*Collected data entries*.
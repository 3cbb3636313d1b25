#![deny(unused_variables)]
#![deny(dead_code)]
#![deny(unused_imports)]
#![deny(clippy::no_effect_underscore_binding)]
pub mod dispatch;
pub mod engine;
pub mod link;
pub mod pooled_cohort;
pub mod prevent;
pub mod types;

#[path = "../inputs/mod.rs"]
pub mod inputs;

#[path = "../coefficients/mod.rs"]
pub mod coefficients;

pub use engine::{EngineOptions, RiskError, RiskPrediction, RiskRequest, predict_risk};
#[test]
fn prevent_base_risk_is_monotone_above_the_pressure_knot() {
    for pred_type in [PredType::Ascvd, PredType::Cvd, PredType::Hf] {
        let equation = request(EquationVersion::Khan2023, pred_type, Horizon::TenYear);
        for female in [true, false] {
            let base = Subject {
                female,
                ..scenario_d()
            };
            let by_age: Vec<Subject> = (30..=79)
                .map(|age| Subject {
                    age: age as f64,
                    ..base
                })
                .collect();
            let by_sbp: Vec<Subject> = (110..=180)
                .map(|sbp| Subject {
                    sbp: sbp as f64,
                    ..base
                })
                .collect();
            let by_chol: Vec<Subject> = (130..=320)
                .map(|tc| Subject {
                    total_chol: Some(tc as f64),
                    ..base
                })
                .collect();
            let label = format!("{pred_type} female={female}");
            assert_non_decreasing(&risks(&by_age, &equation), &format!("{label} age"));
            assert_non_decreasing(&risks(&by_sbp, &equation), &format!("{label} sbp"));
            assert_non_decreasing(&risks(&by_chol, &equation), &format!("{label} chol"));
        }
    }
}

fn full_model_repository() -> CoefficientRepository {
    let mut repository = CoefficientRepository::bundled().unwrap();
    repository.extend(
        CoefficientRepository::from_toml_str(
            r#"
            [[Khan_2023]]
            pred_type = "ascvd"
            prevent_type = "full"
            horizon = 10
            sex = "female"
            constant = -3.0
            ln_acr = 0.2
            acr_missing = 0.5
            hba1c_diabetes = 0.1
            hba1c_no_diabetes = 0.05
            hba1c_missing = 0.3
            sdi_4_to_6 = 0.1
            sdi_7_to_10 = 0.2
            sdi_missing = 0.7

            [[Khan_2023]]
            pred_type = "ascvd"
            prevent_type = "full"
            horizon = 10
            sex = "male"
            constant = -3.0
            sdi_missing = 0.7
            "#,
        )
        .unwrap(),
    );
    repository
}
#![deny(unused_variables)]
#![deny(dead_code)]
#![deny(unused_imports)]
#![deny(clippy::no_effect_underscore_binding)]

use clap::{Args, CommandFactory, Parser, Subcommand};
use std::error::Error;
use std::path::PathBuf;
use std::process;

use cardiorisk::coefficients::CoefficientRepository;
use cardiorisk::inputs::LevelMaps;
use cardiorisk::inputs::data::load_covariates;
use cardiorisk::{EngineOptions, RiskRequest, predict_risk};

#[derive(Parser)]
#[command(
    name = "cardiorisk",
    about = "Cardiovascular risk prediction with the Pooled Cohort and PREVENT equations",
    long_about = "Computes per-subject probabilities of a cardiovascular event from the published \
                 Pooled Cohort (Goff 2013, Yadlowsky 2018) and PREVENT (Khan 2023) equations."
)]
struct Cli {
    #[command(subcommand)]
    command: Option<Commands>,
}

#[derive(Subcommand)]
enum Commands {
    #[command(about = "Predict risk for every subject of a covariate file (outputs: predictions.tsv)")]
    Predict(PredictArgs),
    #[command(about = "Display version information")]
    Version,
}

#[derive(Args)]
struct PredictArgs {
    /// Tab-separated covariate file whose column names match the covariate names
    covariates: PathBuf,

    /// Equation version: Goff_2013, Yadlowsky_2018 or Khan_2023
    #[arg(long)]
    equation_version: String,

    /// Endpoint: ascvd, cvd, hf, chd or stroke
    #[arg(long, default_value = "ascvd")]
    pred_type: String,

    /// Prediction horizon in years
    #[arg(long, default_value = "10")]
    horizon: String,

    /// PREVENT model: base, acr, hba1c, sdi or full
    #[arg(long)]
    prevent_type: Option<String>,

    /// Accept covariates outside their recommended ranges
    #[arg(long)]
    override_boundary_errors: bool,

    /// Use the SDI missing-indicator for female ASCVD subjects instead of scoring
    /// a missing SDI as the first decile
    #[arg(long)]
    no_female_sdi_imputation: bool,

    /// TOML file with category aliases, one table per categorical variable
    #[arg(long, value_name = "FILE")]
    levels: Option<PathBuf>,

    /// TOML file with additional coefficient tables
    #[arg(long, value_name = "FILE")]
    coefficients: Option<PathBuf>,

    /// Where to write the predictions
    #[arg(long, default_value = "predictions.tsv")]
    output: PathBuf,
}

fn main() {
    env_logger::Builder::from_env(env_logger::Env::default().default_filter_or("info")).init();

    let cli = Cli::parse();
    let result = match cli.command {
        Some(Commands::Predict(args)) => predict(args),
        Some(Commands::Version) => {
            println!("cardiorisk {}", env!("CARGO_PKG_VERSION"));
            Ok(())
        }
        None => {
            let printed = Cli::command().print_help();
            println!();
            printed.map_err(Into::into)
        }
    };

    if let Err(e) = result {
        eprintln!("Error: {e}");
        process::exit(1);
    }
}

fn predict(args: PredictArgs) -> Result<(), Box<dyn Error>> {
    let request = RiskRequest::from_labels(
        &args.pred_type,
        &args.equation_version,
        &args.horizon,
        args.prevent_type.as_deref(),
    )?;

    let levels = match &args.levels {
        Some(path) => {
            println!("Loading level maps from: {}", path.display());
            LevelMaps::from_toml_str(&std::fs::read_to_string(path)?)?
        }
        None => LevelMaps::default(),
    };
    let request = request.with_levels(levels).with_options(EngineOptions {
        override_boundary_errors: args.override_boundary_errors,
        impute_missing_sdi_for_female_ascvd: !args.no_female_sdi_imputation,
    });

    let mut repository = CoefficientRepository::bundled()?;
    if let Some(path) = &args.coefficients {
        println!("Loading coefficient tables from: {}", path.display());
        repository.extend(CoefficientRepository::load(path)?);
    }

    println!("Loading covariates from: {}", args.covariates.display());
    let table = load_covariates(&args.covariates)?;
    println!("Loaded {} subjects", table.len());

    let prediction = predict_risk(&table.inputs, &request, &repository)?;
    if let Some(report) = &prediction.missing {
        println!("{report}");
    }

    let mut writer = csv::WriterBuilder::new()
        .delimiter(b'\t')
        .from_path(&args.output)?;
    if table.sample_ids.is_some() {
        writer.write_record(["sample_id", "row", "risk"])?;
    } else {
        writer.write_record(["row", "risk"])?;
    }
    for (i, risk) in prediction.risk.iter().enumerate() {
        let row = (i + 1).to_string();
        let risk = if risk.is_nan() {
            "NA".to_string()
        } else {
            risk.to_string()
        };
        match &table.sample_ids {
            Some(ids) => writer.write_record([ids[i].as_str(), row.as_str(), risk.as_str()])?,
            None => writer.write_record([row.as_str(), risk.as_str()])?,
        }
    }
    writer.flush()?;

    println!("Predictions saved to: {}", args.output.display());
    Ok(())
}
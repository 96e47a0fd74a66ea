//! Signature-anchored report-date location.
//!
//! One global pattern cannot find "the date this report was signed":
//! valuer names and dates occur throughout a report. The authoritative
//! date sits in the signature block near the end, so the search anchors on
//! the last line mentioning a valuer or signature phrase and inspects a
//! short window after it.

use chrono::{Datelike, NaiveDate};
use lazy_static::lazy_static;

use super::clean_whitespace;
use super::dates::strip_ordinals;
use super::patterns::{DATE_INLINE_LABEL, DATE_LABEL_LINE, SIGNATURE_DATE_TOKEN};
use super::vocab::VALUERS;
use crate::models::config::ExtractionConfig;

/// Lines inspected from the anchor line forward.
const SIGNATURE_WINDOW: usize = 12;

/// Calendar templates for window candidates. The no-space variants absorb
/// OCR whitespace loss ("11March2025").
const WINDOW_FORMATS: &[&str] = &[
    "%d %B %Y",
    "%d %b %Y",
    "%d%B%Y",
    "%d%b%Y",
    "%d/%m/%Y",
    "%d-%m-%Y",
    "%d.%m.%Y",
    "%d/%m/%y",
    "%Y-%m-%d",
];

lazy_static! {
    /// Lowercased anchor phrases: the valuer roster plus firm-behalf,
    /// practicing-valuer, and qualification phrasing.
    static ref ANCHOR_PHRASES: Vec<String> = {
        let mut anchors: Vec<String> = [
            "for and on behalf of",
            "registered & practicing valuer",
            "registered and practicing valuer",
            "practicing valuer",
            "registered valuer",
            "misk",
            "gmisk",
        ]
        .iter()
        .map(|phrase| phrase.to_string())
        .collect();
        anchors.extend(VALUERS.terms().iter().map(|name| name.to_lowercase()));
        anchors
    };
}

/// Locate the date the report was signed.
///
/// Anchors on the LAST line containing an anchor phrase: valuer names may
/// appear earlier in narrative text (a cover letter, say) without an
/// attached date, while the signature block is expected near the end.
/// Candidates inside the window come from a bare "Date" label line (value
/// on the following line), an inline "Date: <value>", and any standalone
/// date-shaped token. The first candidate that parses to a plausible year
/// wins; malformed candidates are simply skipped. Never panics.
pub fn locate_report_date(text: &str, config: &ExtractionConfig) -> Option<String> {
    let lines: Vec<String> = text.lines().map(|line| clean_whitespace(line)).collect();

    let anchor = lines.iter().rposition(|line| {
        let lowered = line.to_lowercase();
        ANCHOR_PHRASES
            .iter()
            .any(|phrase| lowered.contains(phrase.as_str()))
    })?;

    let window_end = (anchor + SIGNATURE_WINDOW).min(lines.len());
    let window = &lines[anchor..window_end];

    let mut candidates: Vec<String> = Vec::new();
    for (offset, line) in window.iter().enumerate() {
        if DATE_LABEL_LINE.is_match(line) {
            // Bare "Date" label: the value sits on the following line.
            if let Some(next) = window.get(offset + 1) {
                if let Some(token) = SIGNATURE_DATE_TOKEN.find(next) {
                    candidates.push(token.as_str().to_string());
                }
            }
        }
        if let Some(caps) = DATE_INLINE_LABEL.captures(line) {
            candidates.push(caps[1].trim().to_string());
        }
        if let Some(token) = SIGNATURE_DATE_TOKEN.find(line) {
            candidates.push(token.as_str().to_string());
        }
    }

    candidates
        .iter()
        .find_map(|candidate| parse_window_candidate(candidate, config))
}

/// Parse one window candidate, accepting only plausible years.
fn parse_window_candidate(candidate: &str, config: &ExtractionConfig) -> Option<String> {
    // Comma separators confuse the calendar templates.
    let cleaned = clean_whitespace(&strip_ordinals(&candidate.replace(',', " ")));
    WINDOW_FORMATS
        .iter()
        .find_map(|format| NaiveDate::parse_from_str(&cleaned, format).ok())
        .filter(|date| config.year_plausible(date.year()))
        .map(|date| date.format(&config.date_format).to_string())
}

*ACTION ITEM*. Make a copy of each line in the records above that has the word "behalf".

*ANSWER SPACE*.
    /// Lowercased anchor phrases: the valuer roster plus firm-behalf,
            "for and on behalf of",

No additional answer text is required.